RECORDS SHOWN —
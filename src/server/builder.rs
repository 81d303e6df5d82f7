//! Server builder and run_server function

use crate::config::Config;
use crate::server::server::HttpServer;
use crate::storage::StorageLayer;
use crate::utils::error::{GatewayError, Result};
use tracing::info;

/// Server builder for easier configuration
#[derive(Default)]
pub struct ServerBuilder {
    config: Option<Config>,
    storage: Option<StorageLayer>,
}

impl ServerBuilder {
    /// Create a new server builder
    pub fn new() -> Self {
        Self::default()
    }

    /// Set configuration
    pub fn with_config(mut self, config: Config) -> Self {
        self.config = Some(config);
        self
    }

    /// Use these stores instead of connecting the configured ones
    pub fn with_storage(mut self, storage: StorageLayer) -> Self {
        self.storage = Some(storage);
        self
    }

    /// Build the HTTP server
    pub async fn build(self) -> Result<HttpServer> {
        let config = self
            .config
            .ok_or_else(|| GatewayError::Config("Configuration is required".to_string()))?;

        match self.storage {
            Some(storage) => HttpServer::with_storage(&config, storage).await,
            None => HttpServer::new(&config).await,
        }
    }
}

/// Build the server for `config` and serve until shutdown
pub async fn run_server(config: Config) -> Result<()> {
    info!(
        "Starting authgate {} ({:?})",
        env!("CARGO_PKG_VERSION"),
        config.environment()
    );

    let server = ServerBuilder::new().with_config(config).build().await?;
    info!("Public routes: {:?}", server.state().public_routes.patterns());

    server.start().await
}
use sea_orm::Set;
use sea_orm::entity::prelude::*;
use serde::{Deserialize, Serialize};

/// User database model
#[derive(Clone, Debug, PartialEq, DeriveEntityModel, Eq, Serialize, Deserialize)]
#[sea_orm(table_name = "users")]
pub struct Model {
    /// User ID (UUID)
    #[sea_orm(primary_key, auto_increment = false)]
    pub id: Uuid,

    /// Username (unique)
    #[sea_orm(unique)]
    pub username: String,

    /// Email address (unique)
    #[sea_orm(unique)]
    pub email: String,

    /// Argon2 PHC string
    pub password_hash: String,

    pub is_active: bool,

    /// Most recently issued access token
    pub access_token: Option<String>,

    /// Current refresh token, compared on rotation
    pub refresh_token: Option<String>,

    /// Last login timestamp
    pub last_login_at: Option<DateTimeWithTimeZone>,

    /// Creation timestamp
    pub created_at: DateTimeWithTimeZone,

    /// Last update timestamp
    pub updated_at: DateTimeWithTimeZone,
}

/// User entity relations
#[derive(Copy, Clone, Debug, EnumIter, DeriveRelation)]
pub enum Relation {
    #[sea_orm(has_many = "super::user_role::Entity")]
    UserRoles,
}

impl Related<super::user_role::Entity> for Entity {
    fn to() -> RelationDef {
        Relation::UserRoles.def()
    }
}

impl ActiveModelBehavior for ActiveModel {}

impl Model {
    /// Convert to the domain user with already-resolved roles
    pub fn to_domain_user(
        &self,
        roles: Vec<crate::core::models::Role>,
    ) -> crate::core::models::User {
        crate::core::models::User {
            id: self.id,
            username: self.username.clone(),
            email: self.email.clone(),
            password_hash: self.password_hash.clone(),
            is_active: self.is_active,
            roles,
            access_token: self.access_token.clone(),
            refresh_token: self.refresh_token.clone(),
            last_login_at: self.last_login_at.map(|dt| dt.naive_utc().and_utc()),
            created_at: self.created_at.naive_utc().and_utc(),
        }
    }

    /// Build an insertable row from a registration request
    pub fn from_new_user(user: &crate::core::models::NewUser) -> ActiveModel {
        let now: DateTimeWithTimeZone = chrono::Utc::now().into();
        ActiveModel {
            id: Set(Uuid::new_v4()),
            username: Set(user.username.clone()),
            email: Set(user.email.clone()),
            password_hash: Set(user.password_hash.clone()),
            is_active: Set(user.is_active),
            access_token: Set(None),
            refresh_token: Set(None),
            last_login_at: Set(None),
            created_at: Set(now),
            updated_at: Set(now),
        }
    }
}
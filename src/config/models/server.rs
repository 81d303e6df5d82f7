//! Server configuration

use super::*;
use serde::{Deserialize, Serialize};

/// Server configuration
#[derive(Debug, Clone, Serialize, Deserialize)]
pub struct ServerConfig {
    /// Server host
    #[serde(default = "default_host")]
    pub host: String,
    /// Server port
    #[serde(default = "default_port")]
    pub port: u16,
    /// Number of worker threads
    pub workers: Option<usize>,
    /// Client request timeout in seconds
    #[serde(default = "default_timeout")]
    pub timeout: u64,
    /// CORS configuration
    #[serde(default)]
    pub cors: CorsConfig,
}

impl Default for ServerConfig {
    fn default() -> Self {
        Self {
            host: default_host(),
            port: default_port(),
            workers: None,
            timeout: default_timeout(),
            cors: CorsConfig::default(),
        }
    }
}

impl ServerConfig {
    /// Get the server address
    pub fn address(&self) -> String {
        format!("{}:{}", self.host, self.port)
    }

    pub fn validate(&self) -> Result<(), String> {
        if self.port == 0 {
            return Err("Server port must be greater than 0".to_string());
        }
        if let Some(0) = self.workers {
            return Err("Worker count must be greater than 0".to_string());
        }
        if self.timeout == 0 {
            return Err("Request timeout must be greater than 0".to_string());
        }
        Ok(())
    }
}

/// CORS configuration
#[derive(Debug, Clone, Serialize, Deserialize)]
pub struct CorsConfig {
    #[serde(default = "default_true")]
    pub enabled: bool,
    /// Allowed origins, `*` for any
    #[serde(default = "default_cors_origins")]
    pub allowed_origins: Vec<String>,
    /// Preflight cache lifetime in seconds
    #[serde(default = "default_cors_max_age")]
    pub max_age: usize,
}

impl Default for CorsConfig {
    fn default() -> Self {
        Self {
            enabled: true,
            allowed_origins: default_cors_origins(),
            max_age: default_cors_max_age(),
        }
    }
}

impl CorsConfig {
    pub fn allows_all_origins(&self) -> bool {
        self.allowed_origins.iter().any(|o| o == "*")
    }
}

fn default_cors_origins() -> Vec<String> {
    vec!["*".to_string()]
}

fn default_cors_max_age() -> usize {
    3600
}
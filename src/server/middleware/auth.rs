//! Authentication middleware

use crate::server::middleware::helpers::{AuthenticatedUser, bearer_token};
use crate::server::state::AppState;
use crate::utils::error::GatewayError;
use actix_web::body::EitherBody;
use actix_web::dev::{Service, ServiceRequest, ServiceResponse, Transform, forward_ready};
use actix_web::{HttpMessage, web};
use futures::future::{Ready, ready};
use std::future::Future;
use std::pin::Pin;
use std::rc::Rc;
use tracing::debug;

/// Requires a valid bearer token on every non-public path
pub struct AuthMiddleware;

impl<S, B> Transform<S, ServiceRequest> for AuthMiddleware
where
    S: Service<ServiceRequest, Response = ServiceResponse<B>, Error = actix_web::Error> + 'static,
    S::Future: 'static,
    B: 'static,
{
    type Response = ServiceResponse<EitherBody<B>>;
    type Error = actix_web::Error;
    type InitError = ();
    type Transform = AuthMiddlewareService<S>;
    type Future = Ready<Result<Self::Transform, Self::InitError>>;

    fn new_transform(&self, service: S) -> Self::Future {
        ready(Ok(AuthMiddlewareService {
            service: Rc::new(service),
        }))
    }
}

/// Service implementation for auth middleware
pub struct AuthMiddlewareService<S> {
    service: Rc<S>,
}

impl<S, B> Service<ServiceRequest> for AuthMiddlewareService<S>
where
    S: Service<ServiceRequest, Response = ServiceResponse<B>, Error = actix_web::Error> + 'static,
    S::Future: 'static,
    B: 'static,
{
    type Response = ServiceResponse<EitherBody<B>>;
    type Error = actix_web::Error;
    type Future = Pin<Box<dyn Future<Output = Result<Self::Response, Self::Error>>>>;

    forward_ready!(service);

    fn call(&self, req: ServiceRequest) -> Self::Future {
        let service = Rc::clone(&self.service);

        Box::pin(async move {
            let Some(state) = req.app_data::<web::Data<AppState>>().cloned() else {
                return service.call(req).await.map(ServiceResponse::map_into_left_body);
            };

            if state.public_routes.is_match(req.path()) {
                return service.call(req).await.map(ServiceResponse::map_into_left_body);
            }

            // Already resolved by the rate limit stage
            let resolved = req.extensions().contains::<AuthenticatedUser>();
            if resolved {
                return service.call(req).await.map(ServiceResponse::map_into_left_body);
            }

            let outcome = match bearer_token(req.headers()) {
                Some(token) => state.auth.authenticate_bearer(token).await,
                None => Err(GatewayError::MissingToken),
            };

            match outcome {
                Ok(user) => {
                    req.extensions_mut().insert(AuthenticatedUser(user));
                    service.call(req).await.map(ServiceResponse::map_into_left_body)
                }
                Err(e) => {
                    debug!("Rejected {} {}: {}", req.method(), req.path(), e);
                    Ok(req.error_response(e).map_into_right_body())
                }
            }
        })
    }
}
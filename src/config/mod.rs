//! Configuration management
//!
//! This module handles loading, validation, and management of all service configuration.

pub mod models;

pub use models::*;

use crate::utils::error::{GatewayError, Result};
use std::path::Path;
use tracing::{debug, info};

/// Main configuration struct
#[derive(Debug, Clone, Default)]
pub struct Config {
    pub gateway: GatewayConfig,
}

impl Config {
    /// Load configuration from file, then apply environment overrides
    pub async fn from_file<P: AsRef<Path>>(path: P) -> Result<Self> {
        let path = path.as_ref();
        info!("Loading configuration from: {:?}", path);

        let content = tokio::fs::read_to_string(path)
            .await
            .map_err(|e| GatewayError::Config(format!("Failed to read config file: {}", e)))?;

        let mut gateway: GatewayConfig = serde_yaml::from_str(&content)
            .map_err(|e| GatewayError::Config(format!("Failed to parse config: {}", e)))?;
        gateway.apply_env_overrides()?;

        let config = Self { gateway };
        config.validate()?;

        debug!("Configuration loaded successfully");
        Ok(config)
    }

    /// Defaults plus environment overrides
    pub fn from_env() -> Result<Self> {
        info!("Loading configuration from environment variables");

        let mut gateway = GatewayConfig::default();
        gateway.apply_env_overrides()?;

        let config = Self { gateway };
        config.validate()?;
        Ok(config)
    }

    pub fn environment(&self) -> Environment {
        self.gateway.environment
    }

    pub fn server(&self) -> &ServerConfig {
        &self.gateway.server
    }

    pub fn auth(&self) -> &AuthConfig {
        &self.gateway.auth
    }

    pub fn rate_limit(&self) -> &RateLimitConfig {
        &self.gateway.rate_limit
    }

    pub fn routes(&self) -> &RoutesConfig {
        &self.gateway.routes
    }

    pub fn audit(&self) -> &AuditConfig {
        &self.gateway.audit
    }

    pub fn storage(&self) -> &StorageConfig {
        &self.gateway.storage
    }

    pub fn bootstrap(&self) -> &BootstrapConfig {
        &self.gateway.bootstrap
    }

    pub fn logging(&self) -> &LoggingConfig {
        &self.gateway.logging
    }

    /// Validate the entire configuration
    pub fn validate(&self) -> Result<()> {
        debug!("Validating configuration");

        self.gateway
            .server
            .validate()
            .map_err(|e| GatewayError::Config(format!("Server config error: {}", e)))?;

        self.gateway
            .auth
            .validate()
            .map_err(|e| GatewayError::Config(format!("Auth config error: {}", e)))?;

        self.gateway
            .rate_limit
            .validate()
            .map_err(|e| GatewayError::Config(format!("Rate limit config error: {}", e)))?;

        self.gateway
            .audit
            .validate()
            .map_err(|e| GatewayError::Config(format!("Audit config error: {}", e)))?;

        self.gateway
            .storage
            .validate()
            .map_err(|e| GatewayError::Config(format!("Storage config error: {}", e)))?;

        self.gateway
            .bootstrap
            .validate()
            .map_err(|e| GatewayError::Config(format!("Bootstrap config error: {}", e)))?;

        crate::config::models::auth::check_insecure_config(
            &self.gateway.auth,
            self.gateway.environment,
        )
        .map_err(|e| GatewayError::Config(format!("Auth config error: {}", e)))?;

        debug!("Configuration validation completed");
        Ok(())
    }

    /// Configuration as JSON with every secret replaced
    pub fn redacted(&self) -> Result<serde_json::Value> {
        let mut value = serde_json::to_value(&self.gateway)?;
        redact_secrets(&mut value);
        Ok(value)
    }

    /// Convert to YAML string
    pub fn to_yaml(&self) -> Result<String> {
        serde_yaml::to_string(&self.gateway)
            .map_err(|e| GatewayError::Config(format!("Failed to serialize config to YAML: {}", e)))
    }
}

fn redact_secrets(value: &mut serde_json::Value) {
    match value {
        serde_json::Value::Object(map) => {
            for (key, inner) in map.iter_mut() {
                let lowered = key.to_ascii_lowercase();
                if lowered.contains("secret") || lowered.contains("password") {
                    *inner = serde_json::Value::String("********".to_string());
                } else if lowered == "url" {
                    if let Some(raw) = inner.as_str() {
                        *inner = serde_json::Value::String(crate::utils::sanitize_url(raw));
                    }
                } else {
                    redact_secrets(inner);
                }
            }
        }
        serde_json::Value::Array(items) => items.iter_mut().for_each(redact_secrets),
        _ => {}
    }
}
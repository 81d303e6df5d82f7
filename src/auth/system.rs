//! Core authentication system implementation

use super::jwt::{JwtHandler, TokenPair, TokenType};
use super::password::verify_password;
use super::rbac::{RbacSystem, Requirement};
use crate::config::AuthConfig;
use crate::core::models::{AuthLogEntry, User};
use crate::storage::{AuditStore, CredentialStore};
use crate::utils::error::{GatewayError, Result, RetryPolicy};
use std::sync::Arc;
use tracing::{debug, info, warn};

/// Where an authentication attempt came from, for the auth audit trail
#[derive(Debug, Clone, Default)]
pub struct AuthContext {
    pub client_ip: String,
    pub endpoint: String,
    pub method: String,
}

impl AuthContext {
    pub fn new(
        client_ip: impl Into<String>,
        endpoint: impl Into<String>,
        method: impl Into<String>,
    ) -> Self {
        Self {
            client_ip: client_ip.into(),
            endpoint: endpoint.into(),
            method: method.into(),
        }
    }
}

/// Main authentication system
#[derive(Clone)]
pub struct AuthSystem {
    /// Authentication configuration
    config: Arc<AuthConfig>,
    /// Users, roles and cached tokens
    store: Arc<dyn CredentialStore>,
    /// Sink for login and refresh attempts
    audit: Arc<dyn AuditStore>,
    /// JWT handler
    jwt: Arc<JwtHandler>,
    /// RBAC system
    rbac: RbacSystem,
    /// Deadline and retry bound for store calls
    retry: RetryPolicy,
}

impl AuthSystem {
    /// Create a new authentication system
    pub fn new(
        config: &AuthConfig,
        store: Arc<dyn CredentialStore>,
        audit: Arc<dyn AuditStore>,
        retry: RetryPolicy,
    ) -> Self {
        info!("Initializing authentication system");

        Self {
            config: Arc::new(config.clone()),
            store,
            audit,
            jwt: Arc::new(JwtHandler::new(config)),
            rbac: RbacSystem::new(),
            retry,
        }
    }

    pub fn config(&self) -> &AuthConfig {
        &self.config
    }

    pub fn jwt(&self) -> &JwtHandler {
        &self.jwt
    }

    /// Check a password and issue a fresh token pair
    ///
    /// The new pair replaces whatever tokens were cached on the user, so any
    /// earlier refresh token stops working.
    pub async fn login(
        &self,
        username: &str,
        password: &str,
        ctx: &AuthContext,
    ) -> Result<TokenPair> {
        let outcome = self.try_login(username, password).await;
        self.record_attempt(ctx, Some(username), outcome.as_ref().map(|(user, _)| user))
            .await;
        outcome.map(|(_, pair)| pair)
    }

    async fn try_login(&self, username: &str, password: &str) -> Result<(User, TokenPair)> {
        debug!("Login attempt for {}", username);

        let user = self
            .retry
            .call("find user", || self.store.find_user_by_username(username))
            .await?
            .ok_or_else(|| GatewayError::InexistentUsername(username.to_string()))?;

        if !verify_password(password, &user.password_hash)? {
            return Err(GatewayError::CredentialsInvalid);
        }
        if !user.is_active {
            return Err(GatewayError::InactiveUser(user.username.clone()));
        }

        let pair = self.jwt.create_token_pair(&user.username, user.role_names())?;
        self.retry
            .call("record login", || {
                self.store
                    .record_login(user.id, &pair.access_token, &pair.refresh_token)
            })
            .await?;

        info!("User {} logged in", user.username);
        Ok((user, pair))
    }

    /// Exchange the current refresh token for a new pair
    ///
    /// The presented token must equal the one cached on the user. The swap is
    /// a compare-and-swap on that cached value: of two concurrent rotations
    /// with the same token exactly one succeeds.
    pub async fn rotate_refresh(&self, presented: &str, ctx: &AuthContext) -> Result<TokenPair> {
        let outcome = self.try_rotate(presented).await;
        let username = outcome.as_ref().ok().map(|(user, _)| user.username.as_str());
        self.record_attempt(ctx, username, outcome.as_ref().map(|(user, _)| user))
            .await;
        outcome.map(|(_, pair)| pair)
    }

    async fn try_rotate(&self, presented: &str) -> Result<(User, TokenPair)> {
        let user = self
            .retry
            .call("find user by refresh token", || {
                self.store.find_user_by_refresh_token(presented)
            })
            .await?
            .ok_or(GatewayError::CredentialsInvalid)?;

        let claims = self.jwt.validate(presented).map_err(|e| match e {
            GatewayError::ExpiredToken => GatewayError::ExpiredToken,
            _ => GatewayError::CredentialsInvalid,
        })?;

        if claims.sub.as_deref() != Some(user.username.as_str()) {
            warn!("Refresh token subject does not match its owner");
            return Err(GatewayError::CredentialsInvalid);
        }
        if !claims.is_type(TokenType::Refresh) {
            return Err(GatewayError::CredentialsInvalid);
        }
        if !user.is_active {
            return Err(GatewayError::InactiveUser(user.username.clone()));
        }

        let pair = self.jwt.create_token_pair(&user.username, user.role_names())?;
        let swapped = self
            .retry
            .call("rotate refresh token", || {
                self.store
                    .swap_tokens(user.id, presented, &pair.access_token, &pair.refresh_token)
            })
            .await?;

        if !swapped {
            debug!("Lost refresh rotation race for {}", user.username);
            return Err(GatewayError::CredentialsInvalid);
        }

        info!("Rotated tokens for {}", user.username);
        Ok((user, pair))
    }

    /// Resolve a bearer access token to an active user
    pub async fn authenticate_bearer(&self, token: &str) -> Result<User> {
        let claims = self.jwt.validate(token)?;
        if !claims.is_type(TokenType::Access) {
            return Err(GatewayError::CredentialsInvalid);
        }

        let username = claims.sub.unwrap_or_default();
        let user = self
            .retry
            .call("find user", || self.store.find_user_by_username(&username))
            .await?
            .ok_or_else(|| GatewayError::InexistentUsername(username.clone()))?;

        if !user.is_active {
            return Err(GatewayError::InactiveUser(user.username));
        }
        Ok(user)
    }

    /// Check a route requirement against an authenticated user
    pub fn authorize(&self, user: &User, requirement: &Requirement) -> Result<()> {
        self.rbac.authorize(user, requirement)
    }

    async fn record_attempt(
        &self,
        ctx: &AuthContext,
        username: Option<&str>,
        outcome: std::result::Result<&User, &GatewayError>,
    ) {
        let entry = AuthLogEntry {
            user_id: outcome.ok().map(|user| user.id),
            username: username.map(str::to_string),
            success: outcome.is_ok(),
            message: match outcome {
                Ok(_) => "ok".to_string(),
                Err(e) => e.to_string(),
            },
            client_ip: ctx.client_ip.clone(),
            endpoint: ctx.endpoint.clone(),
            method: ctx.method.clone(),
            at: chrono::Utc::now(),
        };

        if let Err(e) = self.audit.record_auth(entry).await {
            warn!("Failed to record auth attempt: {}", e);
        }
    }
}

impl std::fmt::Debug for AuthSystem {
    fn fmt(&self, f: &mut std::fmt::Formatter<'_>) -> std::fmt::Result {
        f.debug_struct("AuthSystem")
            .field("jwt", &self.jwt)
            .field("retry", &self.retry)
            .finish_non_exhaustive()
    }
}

ABOUT THIS EXERCISE — Print only these lines, please. They run from the start of the entries above to the line containing "Eq, Serialize, Deserialize)]", both ends included, and must match exactly.

ANSWER SPACE —
filename src/server/builder.rs
repository 81d303e6df5d82f7
//! Server builder and run_server function

use crate::config::Config;
use crate::server::server::HttpServer;
use crate::storage::StorageLayer;
use crate::utils::error::{GatewayError, Result};
use tracing::info;

/// Server builder for easier configuration
#[derive(Default)]
pub struct ServerBuilder {
    config: Option<Config>,
    storage: Option<StorageLayer>,
}

impl ServerBuilder {
    /// Create a new server builder
    pub fn new() -> Self {
        Self::default()
    }

    /// Set configuration
    pub fn with_config(mut self, config: Config) -> Self {
        self.config = Some(config);
        self
    }

    /// Use these stores instead of connecting the configured ones
    pub fn with_storage(mut self, storage: StorageLayer) -> Self {
        self.storage = Some(storage);
        self
    }

    /// Build the HTTP server
    pub async fn build(self) -> Result<HttpServer> {
        let config = self
            .config
            .ok_or_else(|| GatewayError::Config("Configuration is required".to_string()))?;

        match self.storage {
            Some(storage) => HttpServer::with_storage(&config, storage).await,
            None => HttpServer::new(&config).await,
        }
    }
}

/// Build the server for `config` and serve until shutdown
pub async fn run_server(config: Config) -> Result<()> {
    info!(
        "Starting authgate {} ({:?})",
        env!("CARGO_PKG_VERSION"),
        config.environment()
    );

    let server = ServerBuilder::new().with_config(config).build().await?;
    info!("Public routes: {:?}", server.state().public_routes.patterns());

    server.start().await
}
use sea_orm::Set;
use sea_orm::entity::prelude::*;
use serde::{Deserialize, Serialize};

/// User database model
#[derive(Clone, Debug, PartialEq, DeriveEntityModel, Eq, Serialize, Deserialize)]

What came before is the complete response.